Les mensonges de la « croissance verte »


Après l’oxymore du « développement durable », nous voilà arrivés dans ce que le déni collectif de la crise écologique peut produire de pire, à savoir la « croissance verte ».

Car suite à l’effondrement en cours des économies occidentales depuis 2008, au lieu de se poser des questions de fond sur ce qui nous a mené là et la manière d’y répondre, notre oligarchie éclairée n’a rien trouvé de mieux que foncer la tête dans le guidon sur les rails qui nous y ont mené, mais en ayant recours à une nouvelle rhétorique qui est celle de la « croissance verte ».

Car depuis l’épisode éphémère du « Grenelle de l’Environnement », une idée, qui pourtant n’a rien de nouveau, a surgi dans l’espace médiatique consacré à la crise économique, à savoir que cette dernière pouvait constituer une opportunité pour relancer une croissance en berne.

D’où le succès de cette nouvelle expression destinée aussi à répondre aux oiseaux de malheurs estimant que la cause structurelle de la catastrophe écologique en cours se trouvait dans la croissance économique et technique ignorante des limites de la terre [1] comme de celles liées intimement à la conditions humaines.

Les illustrations de cette absurdité se rencontrent dans à peu près tous les domaines de la gestion officielle du désastre en cours, mais j’en retiendrai trois à titre pédagogique.

Des énergies renouvelables mais à échelle industrielle

En matière énergétique tout d’abord, il faut rappeler que le mouvement écologique à ses débuts a fait la promotion des énergies renouvelables et décentralisées face au nucléaire et aux énergies fossiles, mais à une échelle communale, artisanale et familiale.

Or aujourd’hui, il s’agit d’alimenter le système industriel dans son ensemble avec ce type de technologie pour répondre aux besoins énergétiques actuels et futurs, sans poser comme priorité la réduction drastique de notre consommation d’énergie engendrée par notre mode de vie. Autrement dit, c’est le recours à la technique qui va nous permettre de sauvegarder ce dernier sans que ce dernier ne soit remis en question !

De cet aveuglement initial sont nés les conflits environnementaux locaux engendrés par la prolifération actuelle des installations d’éoliennes et de centrales photovoltaïques. Car, indépendamment de l’une ou de l’autre de ces techniques alternatives, dont il faut bien sûr souligner les inconvénients écologiques sans commune mesure par rapport au nucléaire, il s’agit aujourd’hui d’alimenter le réseau électrique national mais nullement de mener à bien des projets décentralisateurs de production et de distribution d’énergie électrique.

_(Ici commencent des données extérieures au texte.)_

//! Dataset export pipeline.
//!
//! Exporters turn the confirmed images of a project into training-dataset
//! files. Every run regenerates its output from scratch: the whole output is
//! rendered in memory first and only then written, each file through a temp
//! file and a rename, so an aborted run leaves the previous output intact.
//!
//! ## Exporters
//!
//! - **det**: detection lines, difficult regions labelled `###`
//! - **det-mm**: detection, MMOCR `TextDetDataset` JSON
//! - **rec**: rectified crops plus `rec_label.txt`
//! - **rec-mm**: rectified crops plus MMOCR `TextRecogDataset` JSON
//! - **kie**: key-information-extraction lines, difficult regions dropped
//!
//! ## Usage
//!
//! ```rust,ignore
//! use ocrlabel::export::{ExportDataset, ExportOptions, ExporterRegistry};
//!
//! let registry = ExporterRegistry::new();
//! let dataset = ExportDataset::from_store(&store)?;
//! let result = registry.require("det")?.export(&dataset, &ExportOptions::new())?;
//! ```

mod dataset;
mod error;
pub mod formats;
mod registry;
mod traits;

pub use dataset::{DatasetEntry, ExportDataset};
pub use error::ExportError;
pub use registry::ExporterRegistry;
pub use traits::{
    DatasetExporter, EncodedCrop, ExportOptions, ExportResult, ExportWarning, RenderedExport,
    WarningKind,
};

Pour les entreprises promotrices de ce genre de projet et les propriétaires des terrains concernés, le prix de vente du courant produit à EDF constitue alors une opportunité spéculative intéressante.

Par ailleurs, comme cela a été très tôt le cas avec les barrages hydroélectriques, ces technologies n’ont pas un impact mineur sur l’environnement et ceci en raison de leur dimension industrielle. Les éoliennes par exemple peuvent monter jusqu’à plus de 150 mètres de haut pour trouver suffisamment de vent, ce qui n’a rien à voir avec le pylônes électriques auxquels elles se surajoutent.

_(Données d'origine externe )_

//! The fulfillment engine: owns the catalog, the pump set and the order
//! queue, and executes one order at a time on a dedicated worker thread.
use std::sync::atomic::{AtomicBool, Ordering};
use std::sync::{Arc, Mutex};
use std::thread::{self, JoinHandle};

use log::{error, info, warn};
use recipes::catalog::Catalog;
use recipes::recipe::Recipe;
use serde::{Deserialize, Serialize};

use crate::config::EngineConfig;
use crate::cooling::{CoolingCoordinator, CoolingToken};
use crate::error::FulfillmentError;
use crate::inventory::{self, IngredientPlan};
use crate::notification::{Notification, Notifier};
use crate::order::{Order, OrderState};
use crate::pump::{Pump, PumpSnapshot};
use crate::queue::OrderQueue;
use crate::temperature::{SensorFactory, SimulatedTemperatureSensor, TemperatureSensor};

/// Global dispensing state, written only by the worker.
#[derive(Debug, Clone, Copy, PartialEq, Eq, Serialize, Deserialize)]
pub enum EngineStatus {
    Idle,
    Busy { order_id: u64 },
}

struct EngineInner {
    catalog: Catalog,
    selected: Mutex<Vec<Recipe>>,
    pumps: Mutex<Vec<Pump>>,
    queue: OrderQueue,
    status: Mutex<EngineStatus>,
    notifier: Box<dyn Notifier>,
    config: EngineConfig,
    cooling: CoolingCoordinator,
    active_cooling: Mutex<Option<(u64, CoolingToken)>>,
    running: AtomicBool,
}

/// The dispenser itself. Collaborators (UI, bot, API) hold a shared handle
/// to one engine instance; there is no global state.
pub struct Smartender {
    inner: Arc<EngineInner>,
    sensor_factory: Mutex<SensorFactory>,
    worker: Mutex<Option<JoinHandle<()>>>,
}

impl Smartender {
    /// Creates an engine using the randomized temperature simulator for
    /// every provisioned pump.
    pub fn new(catalog: Catalog, config: EngineConfig, notifier: Box<dyn Notifier>) -> Smartender {
        let warm_window = config.sensor_warm_window;
        Smartender::with_sensor_factory(
            catalog,
            config,
            notifier,
            Box::new(move |_, _| {
                Box::new(SimulatedTemperatureSensor::with_warm_window(warm_window))
                    as Box<dyn TemperatureSensor>
            }),
        )
    }

    /// Creates an engine with a pluggable temperature model. The factory is
    /// called once per provisioned pump with the pump id and ingredient.
    pub fn with_sensor_factory(
        catalog: Catalog,
        config: EngineConfig,
        notifier: Box<dyn Notifier>,
        sensor_factory: SensorFactory,
    ) -> Smartender {
        let cooling = CoolingCoordinator::new(
            config.cooling_poll_interval,
            config.cooling_progress_duration,
            config.cooling_max_wait,
        );
        Smartender {
            inner: Arc::new(EngineInner {
                catalog,
                selected: Mutex::new(Vec::new()),
                pumps: Mutex::new(Vec::new()),
                queue: OrderQueue::new(),
                status: Mutex::new(EngineStatus::Idle),
                notifier,
                config,
                cooling,
                active_cooling: Mutex::new(None),
                running: AtomicBool::new(false),
            }),
            sensor_factory: Mutex::new(sensor_factory),
            worker: Mutex::new(None),
        }
    }

    /// Adds catalog recipes to the active set and provisions a pump for
    /// every ingredient seen for the first time. Returns the size of the
    /// active set afterwards.
    pub fn configure(&self, recipe_names: &[&str]) -> usize {
        info!("[ENGINE] Configuring recipes...");
        {
            let mut selected = self.inner.selected.lock().expect("selected set poisoned");
            for name in recipe_names {
                match self.inner.catalog.get(name) {
                    Some(recipe) => {
                        if !selected.iter().any(|known| known.is_named(recipe.name())) {
                            info!("[ENGINE] {} added to the menu", recipe.name());
                            selected.push(recipe.clone());
                        }
                    }
                    None => warn!("[ENGINE] Recipe '{}' not found in the catalog", name),
                }
            }
        }
        self.setup_pumps();
        self.inner.selected.lock().expect("selected set poisoned").len()
    }

    fn setup_pumps(&self) {
        let selected = self.inner.selected.lock().expect("selected set poisoned");
        let mut pumps = self.inner.pumps.lock().expect("pump set poisoned");
        let factory = self.sensor_factory.lock().expect("sensor factory poisoned");
        for recipe in selected.iter() {
            for ingredient in recipe.ingredients() {
                match pumps.iter().find(|pump| pump.ingredient() == ingredient.name()) {
                    Some(pump) => pump.bind_recipe(recipe.name()),
                    None => {
                        let id = pumps.len();
                        let pump = Pump::new(
                            id,
                            ingredient.name().to_string(),
                            (*factory)(id, ingredient.name()),
                            self.inner.config.flow_rate_ml_per_min,
                            self.inner.config.refill_duration,
                            self.inner.config.nominal_quantity,
                        );
                        pump.bind_recipe(recipe.name());
                        info!("[ENGINE] Pump {} provisioned for {}", id, ingredient.name());
                        pumps.push(pump);
                    }
                }
            }
        }
        info!("[ENGINE] Pumps configured ({} active)", pumps.len());
    }

    /// Starts the single background worker draining the queue.
    pub fn start(&self) {
        if self.inner.running.swap(true, Ordering::SeqCst) {
            return;
        }
        let inner = self.inner.clone();
        let handle = thread::spawn(move || run_worker(inner));
        *self.worker.lock().expect("worker handle poisoned") = Some(handle);
    }

    /// Stops the worker after the in-flight order, cancelling a pending
    /// cooling wait so shutdown does not hang on it.
    pub fn shutdown(&self) {
        self.inner.running.store(false, Ordering::SeqCst);
        if let Some((_, token)) = self
            .inner
            .active_cooling
            .lock()
            .expect("active cooling lock poisoned")
            .as_ref()
        {
            token.cancel();
        }
        let handle = self.worker.lock().expect("worker handle poisoned").take();
        if let Some(handle) = handle {
            if handle.join().is_err() {
                error!("[ENGINE] Worker thread ended with a panic");
            }
        }
    }

    /// Enqueues an order and synchronously notifies the requester of its
    /// queue position.
    pub fn submit_order(&self, recipe_name: &str, requester: &str) -> u64 {
        let (order, position) = self.inner.queue.submit(recipe_name, requester);
        self.inner.notifier.notify(
            requester,
            Notification::QueuePosition {
                order_id: order.id(),
                position,
            },
        );
        order.id()
    }

    pub fn status(&self) -> EngineStatus {
        *self.inner.status.lock().expect("status lock poisoned")
    }

    pub fn pump_snapshots(&self) -> Vec<PumpSnapshot> {
        self.inner
            .pumps
            .lock()
            .expect("pump set poisoned")
            .iter()
            .map(Pump::snapshot)
            .collect()
    }

    /// Names of the recipes currently on the menu
    pub fn menu(&self) -> Vec<String> {
        self.inner
            .selected
            .lock()
            .expect("selected set poisoned")
            .iter()
            .map(|recipe| recipe.name().to_string())
            .collect()
    }

    pub fn queue_len(&self) -> usize {
        self.inner.queue.len()
    }

    /// Cancels the cooling wait of the given order, if it is the one
    /// currently cooling. The order fails and the queue advances.
    pub fn abort_cooling(&self, order_id: u64) -> bool {
        let active = self
            .inner
            .active_cooling
            .lock()
            .expect("active cooling lock poisoned");
        match active.as_ref() {
            Some((cooling_id, token)) if *cooling_id == order_id => {
                token.cancel();
                true
            }
            _ => false,
        }
    }
}

fn run_worker(inner: Arc<EngineInner>) {
    info!("[ENGINE] Worker started");
    while inner.running.load(Ordering::SeqCst) {
        if let Some(mut order) = inner.queue.peek_front() {
            *inner.status.lock().expect("status lock poisoned") = EngineStatus::Busy {
                order_id: order.id(),
            };
            order.set_state(OrderState::InProgress);
            inner.notifier.notify(
                order.requester(),
                Notification::Started {
                    order_id: order.id(),
                    recipe: order.recipe_name().to_string(),
                },
            );
            info!(
                "[ENGINE] Processing order {}: {} for {}",
                order.id(),
                order.recipe_name(),
                order.requester()
            );

            match fulfill(&inner, &mut order) {
                Ok(()) => {
                    order.set_state(OrderState::Completed);
                    info!("[ENGINE] Order {} complete", order.id());
                    inner.notifier.notify(
                        order.requester(),
                        Notification::Completed {
                            order_id: order.id(),
                            recipe: order.recipe_name().to_string(),
                        },
                    );
                }
                Err(reason) => {
                    order.set_state(OrderState::Failed);
                    error!("[ENGINE] Order {} failed: {}", order.id(), reason);
                    inner.notifier.notify(
                        order.requester(),
                        Notification::Failed {
                            order_id: order.id(),
                            recipe: order.recipe_name().to_string(),
                            reason: reason.to_string(),
                        },
                    );
                }
            }

            inner.queue.pop_front();
            *inner.status.lock().expect("status lock poisoned") = EngineStatus::Idle;
        }
        thread::sleep(inner.config.worker_poll_interval);
    }
    info!("[ENGINE] Worker stopped");
}

/// Prepares one order: resolve, one remediation pass (refills, then cooling),
/// then the dispensing pass in recipe declaration order. Every error is
/// contained here; the worker always advances to the next order.
fn fulfill(inner: &EngineInner, order: &mut Order) -> Result<(), FulfillmentError> {
    let recipe = {
        let selected = inner.selected.lock().expect("selected set poisoned");
        selected
            .iter()
            .find(|recipe| recipe.is_named(order.recipe_name()))
            .cloned()
    }
    .ok_or_else(|| FulfillmentError::RecipeNotFound {
        recipe: order.recipe_name().to_string(),
    })?;

    let pumps = inner.pumps.lock().expect("pump set poisoned").clone();
    let plans = match inventory::resolve(&recipe, &pumps) {
        Ok(plans) => plans,
        Err(misconfiguration) => {
            error!("[ENGINE] System misconfiguration: {}", misconfiguration);
            return Err(misconfiguration);
        }
    };

    let refills: Vec<&IngredientPlan> = plans
        .iter()
        .filter(|plan| plan.readiness.needs_refill())
        .collect();
    if !refills.is_empty() {
        order.set_state(OrderState::Refilling);
        inner.notifier.notify(
            order.requester(),
            Notification::Refilling {
                order_id: order.id(),
                ingredients: refills.iter().map(|plan| plan.ingredient.clone()).collect(),
            },
        );
        for plan in &refills {
            plan.pump.refill();
        }
    }

    // refills reset the warm window, so re-read instead of trusting the
    // resolver's initial classification
    let to_cool: Vec<(Pump, f64)> = plans
        .iter()
        .filter(|plan| plan.pump.is_above_optimal(plan.optimal_temp_c))
        .map(|plan| (plan.pump.clone(), plan.optimal_temp_c))
        .collect();
    if !to_cool.is_empty() {
        order.set_state(OrderState::Cooling);
        // the token must be registered before the notification goes out, so
        // a requester reacting to it can already abort
        let token = CoolingToken::new();
        *inner
            .active_cooling
            .lock()
            .expect("active cooling lock poisoned") = Some((order.id(), token.clone()));
        inner.notifier.notify(
            order.requester(),
            Notification::Cooling {
                order_id: order.id(),
                ingredients: to_cool
                    .iter()
                    .map(|(pump, _)| pump.ingredient().to_string())
                    .collect(),
            },
        );
        let outcome = inner.cooling.wait_until_optimal(&to_cool, &token);
        *inner
            .active_cooling
            .lock()
            .expect("active cooling lock poisoned") = None;
        outcome?;
    }

    for plan in &plans {
        plan.pump
            .dispense(plan.volume_ml, plan.optimal_temp_c, plan.required_fill_percent)?;
    }
    Ok(())
}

Delà un impact paysager important portant atteinte au cadre de vie des populations, sans compter les conséquences négatives sur les couloirs de migration de l’avifaune. C’est ainsi que dans le Sud Gironde, ces projets d’implantation sont contestés par les chasseurs de palombe et par les ornithologues à la Pointe de Graves.

Ici encore, ce n’est pas le choix technologique qui est en cause mais sa taille, car une politique intelligente de décentralisation de production et de distribution d’énergie axée sur l’autonomie énergétique locale devrait privilégier la multiplication de petites éoliennes dans les zones exposées au vent comme sur le littoral. Small is beautiful, comme disait il y a quarante ans E.F. Schumacher ! [2]

En ce qui concerne les centrales photovoltaïques, déjà installées ou en cours d’installation en Aquitaine, les inconvénients sont différents. La taille de ces centrales fait que la superficie d’installation peut atteindre plusieurs centaines d’hectares.

Mais surtout, le principal inconvénient réside dans le fait que ces centrales sont presque toujours installées sur des espaces naturels parfois déboisés ou des terres agricoles, contribuant ainsi à étendre un peu plus les superficies artificialisées.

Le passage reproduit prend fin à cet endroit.